Personal information
- Born: February 16, 1995 (age 31) Los Angeles, California, U.S.
- Listed height: 6 ft 1 in (1.85 m)
- Listed weight: 180 lb (82 kg)

Career information
- High school: Venice (Los Angeles)
- College: Indiana (2014−2016);
- Stats at ESPN

= Zander Diamont =

American football player (born 1995)

Alexander Diamont (born February 16, 1995) is an American former college football player who was a quarterback for the Indiana Hoosiers.

==Early life==
Diamont attended and played football at Venice High School in Los Angeles.

==College career==

===2014 season===
After starting quarterback Nate Sudfeld suffered a season-ending shoulder injury in the game against Iowa, Diamont was named the new starter over fellow backup Chris Covington and started in the last six games of the season, passing for one touchdown and four interceptions. He rushed for an additional two touchdowns, including a game-winning score with 27 seconds remaining against rival Purdue. A photograph of Diamont celebrating the win over Purdue by smoking a cigar while holding the Old Oaken Bucket in the locker room went viral, earning Diamont comparisons to former Texas A&M quarterback Johnny Manziel and public congratulations from actor Adam Sandler, whose film Anger Management also included Diamont's father Don Diamont in a small acting role.

===2015 season===
Diamont played in two games in 2015, again in relief of Sudfeld, who missed time with an ankle injury. He rushed for two touchdowns, including a 79-yard rushing touchdown against Ohio State, the longest rush by a quarterback in Hoosiers history. Sudfeld returned to the starting lineup in time for the Pinstripe Bowl against Duke.

===2016 season===
Diamont passed for one touchdown and one interception in eight games, rushing for an additional four touchdowns.
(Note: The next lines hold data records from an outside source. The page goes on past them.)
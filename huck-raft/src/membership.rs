use huck_core::error::{Error, Result};

use crate::cluster::{Cluster, Member, MemberKind};
use crate::progress::ReplicationProgress;
use crate::raft::LogIndex;

/// Add `member` to the cluster. New members always enter as reserve
/// learners regardless of the kind they ask for; promotion happens once
/// the append pipeline has caught them up.
pub fn join(cluster: &Cluster, member: Member) -> Result<Vec<Member>> {
    check_quiescent(cluster)?;
    if cluster.member(member.id).is_some() {
        return Err(Error::ConfigurationError(format!(
            "member {} is already in the cluster",
            member.id
        )));
    }
    let mut members = cluster.members().to_vec();
    members.push(Member::new(member.id, member.addr, MemberKind::Reserve));
    Ok(members)
}

/// Remove `member` from the cluster.
pub fn leave(cluster: &Cluster, member: &Member) -> Result<Vec<Member>> {
    check_quiescent(cluster)?;
    if cluster.member(member.id).is_none() {
        return Err(Error::ConfigurationError(format!(
            "member {} is not in the cluster",
            member.id
        )));
    }
    let members: Vec<Member> = cluster
        .members()
        .iter()
        .filter(|m| m.id != member.id)
        .cloned()
        .collect();
    check_voters(&members)?;
    Ok(members)
}

/// Replace the member set wholesale. The caller supplies the
/// configuration version its change was computed against; a stale version
/// is refused rather than silently merged.
pub fn reconfigure(
    cluster: &Cluster,
    index: LogIndex,
    time: u64,
    members: Vec<Member>,
) -> Result<Vec<Member>> {
    check_quiescent(cluster)?;
    let current = cluster.configuration();
    if index != current.index || time != current.time {
        return Err(Error::ConfigurationError(format!(
            "configuration changed since ({}, {}); now ({}, {})",
            index, time, current.index, current.time
        )));
    }
    check_voters(&members)?;
    Ok(members)
}

/// The next promotion the leader should propose, if any learner has
/// caught up: reserve members become passive once within `threshold`
/// entries of the commit index, and passive members become active voters
/// once they have acked the commit index itself.
pub fn promotion(
    cluster: &Cluster,
    progress: &ReplicationProgress,
    commit_index: LogIndex,
    threshold: u64,
) -> Option<Vec<Member>> {
    for member in cluster.members() {
        let caught_up_to = match progress.get(member.id) {
            Some(p) => p.match_index,
            None => continue,
        };
        let promoted = match member.kind {
            MemberKind::Reserve if commit_index.saturating_sub(caught_up_to) <= threshold => {
                MemberKind::Passive
            }
            MemberKind::Passive if caught_up_to >= commit_index && commit_index > 0 => {
                MemberKind::Active
            }
            _ => continue,
        };
        let members = cluster
            .members()
            .iter()
            .map(|m| {
                if m.id == member.id {
                    Member::new(m.id, m.addr, promoted)
                } else {
                    m.clone()
                }
            })
            .collect();
        return Some(members);
    }
    None
}

fn check_quiescent(cluster: &Cluster) -> Result<()> {
    if cluster.has_uncommitted() {
        return Err(Error::ConfigurationError(
            "a configuration change is already in progress".to_string(),
        ));
    }
    Ok(())
}

fn check_voters(members: &[Member]) -> Result<()> {
    if !members.iter().any(|m| m.kind == MemberKind::Active) {
        return Err(Error::ConfigurationError(
            "the cluster must keep at least one active member".to_string(),
        ));
    }
    Ok(())
}
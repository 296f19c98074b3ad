use std::net::{IpAddr, Ipv4Addr, SocketAddr};
use std::path::PathBuf;
use std::time::Duration;

use huck_core::error::{Error, Result};

use crate::cluster::{Member, MemberKind};
use crate::raft::MemberId;

/// Configuration for a single server. Everything the engine tunes at
/// runtime is surfaced here so that deployments (and tests) can shrink or
/// stretch the timing envelope.
#[derive(Debug, Clone, Serialize, Deserialize)]
#[serde(default)]
pub struct RaftConfig {
    /// The identifier for this server; must appear in `members`.
    pub id: MemberId,
    /// The ip this server listens on.
    pub ip: IpAddr,
    /// The port this server listens on.
    pub port: u16,
    /// The initial cluster membership, including this server. Ignored once
    /// a configuration has been committed to the log.
    pub members: Vec<Member>,
    /// Directory for durable metadata. Metadata is kept in memory when
    /// unset, which is only suitable for tests.
    pub data_dir: Option<PathBuf>,
    /// Granularity of the protocol timer.
    pub tick_interval_ms: u64,
    /// Base election timeout; the effective timeout is randomized in
    /// [election_timeout, 2 * election_timeout).
    pub election_timeout_ms: u64,
    /// Leader heartbeat interval.
    pub heartbeat_interval_ms: u64,
    /// Upper bound on the serialized size of an append batch. A single
    /// entry larger than this is sent alone.
    pub max_batch_bytes: u64,
    /// Appends pipelined per follower before waiting for a response.
    pub max_inflight_appends: usize,
    /// Size of each snapshot transfer chunk.
    pub snapshot_chunk_bytes: usize,
    /// Entries applied between snapshots; zero disables snapshotting.
    pub snapshot_threshold: u64,
    /// Default client session timeout.
    pub session_timeout_ms: u64,
    /// A learner is promoted once its log is within this many entries of
    /// the commit index.
    pub promotion_threshold: u64,
}

impl Default for RaftConfig {
    fn default() -> Self {
        let ip = IpAddr::V4(Ipv4Addr::new(127, 0, 0, 1));
        let port = 8555;
        RaftConfig {
            id: 1,
            ip,
            port,
            members: vec![Member::new(1, SocketAddr::new(ip, port), MemberKind::Active)],
            data_dir: None,
            tick_interval_ms: 10,
            election_timeout_ms: 300,
            heartbeat_interval_ms: 50,
            max_batch_bytes: 64 * 1024,
            max_inflight_appends: 1,
            snapshot_chunk_bytes: 32 * 1024,
            snapshot_threshold: 4096,
            session_timeout_ms: 5000,
            promotion_threshold: 64,
        }
    }
}

impl RaftConfig {
    pub fn addr(&self) -> SocketAddr {
        SocketAddr::new(self.ip, self.port)
    }

    pub fn election_timeout(&self) -> Duration {
        Duration::from_millis(self.election_timeout_ms)
    }

    pub fn heartbeat_interval(&self) -> Duration {
        Duration::from_millis(self.heartbeat_interval_ms)
    }

    pub fn tick_interval(&self) -> Duration {
        Duration::from_millis(self.tick_interval_ms)
    }

    pub fn validate(&self) -> Result<()> {
        if !self.members.iter().any(|m| m.id == self.id) {
            return Err(Error::ConfigurationError(format!(
                "member {} is not in the configured member set",
                self.id
            )));
        }
        if self.election_timeout_ms == 0 || self.heartbeat_interval_ms == 0 {
            return Err(Error::ConfigurationError(
                "timeouts must be non-zero".to_string(),
            ));
        }
        if self.heartbeat_interval_ms >= self.election_timeout_ms {
            return Err(Error::ConfigurationError(
                "heartbeat interval must be shorter than the election timeout".to_string(),
            ));
        }
        if self.max_inflight_appends == 0 {
            return Err(Error::ConfigurationError(
                "max_inflight_appends must be at least 1".to_string(),
            ));
        }
        Ok(())
    }
}

/// Load a configuration from a file, with `HUCK_`-prefixed environment
/// variables layered on top.
pub fn config<P: AsRef<std::path::Path>>(path: P) -> Result<RaftConfig> {
    let mut settings = config::Config::default();
    settings
        .merge(config::File::from(path.as_ref()))
        .map_err(|e| Error::Config(e.to_string()))?
        .merge(config::Environment::with_prefix("HUCK"))
        .map_err(|e| Error::Config(e.to_string()))?;
    let config: RaftConfig = settings
        .try_into()
        .map_err(|e| Error::Config(e.to_string()))?;
    config.validate()?;
    Ok(config)
}

#[cfg(test)]
mod tests {
    use super::*;

    #[test]
    fn default_is_valid() {
        RaftConfig::default().validate().unwrap();
    }

    #[test]
    fn rejects_unknown_local_member() {
        let mut config = RaftConfig::default();
        config.id = 42;
        assert!(config.validate().is_err());
    }

    #[test]
    fn rejects_inverted_timeouts() {
        let mut config = RaftConfig::default();
        config.heartbeat_interval_ms = config.election_timeout_ms;
        assert!(config.validate().is_err());
    }
}
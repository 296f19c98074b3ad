use uuid::Uuid;

use huck_core::error::{Error, Result};

use crate::raft::{LogIndex, Term};

/// A committed snapshot of the state machine at (`index`, `term`).
#[derive(Debug, Clone, PartialEq, Serialize, Deserialize)]
pub struct Snapshot {
    pub id: Uuid,
    pub index: LogIndex,
    pub term: Term,
    pub data: Vec<u8>,
}

/// Store contract for snapshots. Writers are append-only: bytes arrive at
/// a declared offset and `commit` makes the snapshot visible atomically,
/// superseding any earlier one. At most one snapshot is under construction
/// at a time; starting a new one aborts the previous.
pub trait SnapshotStore: Send {
    /// Open a writer for a snapshot at (`index`, `term`).
    fn create(&mut self, id: Uuid, index: LogIndex, term: Term) -> Result<()>;
    /// Append `data` at `offset`. The offset must equal the bytes written
    /// so far.
    fn write(&mut self, id: Uuid, offset: u64, data: &[u8]) -> Result<()>;
    /// Commit the pending snapshot and return it.
    fn commit(&mut self, id: Uuid) -> Result<Snapshot>;
    /// Discard the pending snapshot, if any.
    fn abort(&mut self);
    /// The newest committed snapshot.
    fn current(&self) -> Option<&Snapshot>;
    /// Whether the pending writer matches (`id`, `index`).
    fn is_pending(&self, id: Uuid, index: LogIndex) -> bool;
}

struct PendingSnapshot {
    id: Uuid,
    index: LogIndex,
    term: Term,
    data: Vec<u8>,
}

/// In-memory snapshot store.
#[derive(Default)]
pub struct MemorySnapshotStore {
    pending: Option<PendingSnapshot>,
    current: Option<Snapshot>,
}

impl MemorySnapshotStore {
    pub fn new() -> Self {
        Self::default()
    }
}

impl SnapshotStore for MemorySnapshotStore {
    fn create(&mut self, id: Uuid, index: LogIndex, term: Term) -> Result<()> {
        self.pending = Some(PendingSnapshot {
            id,
            index,
            term,
            data: Vec::new(),
        });
        Ok(())
    }

    fn write(&mut self, id: Uuid, offset: u64, data: &[u8]) -> Result<()> {
        let pending = self
            .pending
            .as_mut()
            .filter(|p| p.id == id)
            .ok_or_else(|| Error::ProtocolError(format!("no pending snapshot {}", id)))?;
        if pending.data.len() as u64 != offset {
            return Err(Error::ProtocolError(format!(
                "snapshot {} write at offset {}, expected {}",
                id,
                offset,
                pending.data.len()
            )));
        }
        pending.data.extend_from_slice(data);
        Ok(())
    }

    fn commit(&mut self, id: Uuid) -> Result<Snapshot> {
        let pending = self
            .pending
            .take()
            .filter(|p| p.id == id)
            .ok_or_else(|| Error::ProtocolError(format!("no pending snapshot {}", id)))?;
        let snapshot = Snapshot {
            id: pending.id,
            index: pending.index,
            term: pending.term,
            data: pending.data,
        };
        // a snapshot only supersedes older state
        if self
            .current
            .as_ref()
            .map(|c| c.index < snapshot.index)
            .unwrap_or(true)
        {
            self.current = Some(snapshot.clone());
        }
        Ok(snapshot)
    }

    fn abort(&mut self) {
        self.pending = None;
    }

    fn current(&self) -> Option<&Snapshot> {
        self.current.as_ref()
    }

    fn is_pending(&self, id: Uuid, index: LogIndex) -> bool {
        self.pending
            .as_ref()
            .map(|p| p.id == id && p.index == index)
            .unwrap_or(false)
    }
}

#[cfg(test)]
mod tests {
    use super::*;

    #[test]
    fn chunked_write_then_commit() {
        let mut store = MemorySnapshotStore::new();
        let id = Uuid::new_v4();
        store.create(id, 100, 3).unwrap();
        store.write(id, 0, b"hello ").unwrap();
        store.write(id, 6, b"world").unwrap();
        let snapshot = store.commit(id).unwrap();
        assert_eq!(snapshot.index, 100);
        assert_eq!(snapshot.data, b"hello world");
        assert_eq!(store.current().unwrap().id, id);
    }

    #[test]
    fn out_of_order_offset_is_rejected() {
        let mut store = MemorySnapshotStore::new();
        let id = Uuid::new_v4();
        store.create(id, 100, 3).unwrap();
        store.write(id, 0, b"abc").unwrap();
        assert!(store.write(id, 9, b"def").is_err());
    }

    #[test]
    fn newer_snapshot_supersedes_older() {
        let mut store = MemorySnapshotStore::new();
        let a = Uuid::new_v4();
        store.create(a, 100, 3).unwrap();
        store.commit(a).unwrap();

        let b = Uuid::new_v4();
        store.create(b, 200, 4).unwrap();
        store.commit(b).unwrap();
        assert_eq!(store.current().unwrap().index, 200);

        // a stale install does not roll the store back
        let c = Uuid::new_v4();
        store.create(c, 50, 2).unwrap();
        store.commit(c).unwrap();
        assert_eq!(store.current().unwrap().index, 200);
    }

    #[test]
    fn fresh_create_replaces_pending() {
        let mut store = MemorySnapshotStore::new();
        let a = Uuid::new_v4();
        store.create(a, 100, 3).unwrap();
        store.write(a, 0, b"partial").unwrap();

        let b = Uuid::new_v4();
        store.create(b, 100, 3).unwrap();
        assert!(store.is_pending(b, 100));
        assert!(!store.is_pending(a, 100));
        assert!(store.write(a, 7, b"more").is_err());
    }
}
At the conclusion of the 2016 regular season, Diamont announced that he would retire from football after Indiana's upcoming bowl game, citing concerns about brain injuries in football and admitting that he had sustained a high number of concussions in his career.

He would start in the Foster Farms Bowl against Utah, his last football game.

==Personal life==
Diamont is Jewish. After graduating from Indiana University Bloomington, Diamont claimed that one of his football coaches, who knew of Diamont's Jewish ancestry, referred to Adolf Hitler as a "great leader" in a conversation about leadership that included Diamont. Diamont did not specify which coach made the remark; head coach Kevin Wilson was dismissed from the program after Diamont's final season amid allegations of mistreatment of players.

Diamont is the son of soap opera actor Don Diamont and the stepson of actress Cindy Ambuehl. His brother Luca played quarterback for the Duke Blue Devils.

Diamont returned to Los Angeles after graduating from Indiana and became a real estate agent selling luxury properties. In response to the COVID-19 pandemic and its effects on the real estate market, he moved to Scottsdale, Arizona, where he co-founded a real estate development company specializing in luxury tiny homes.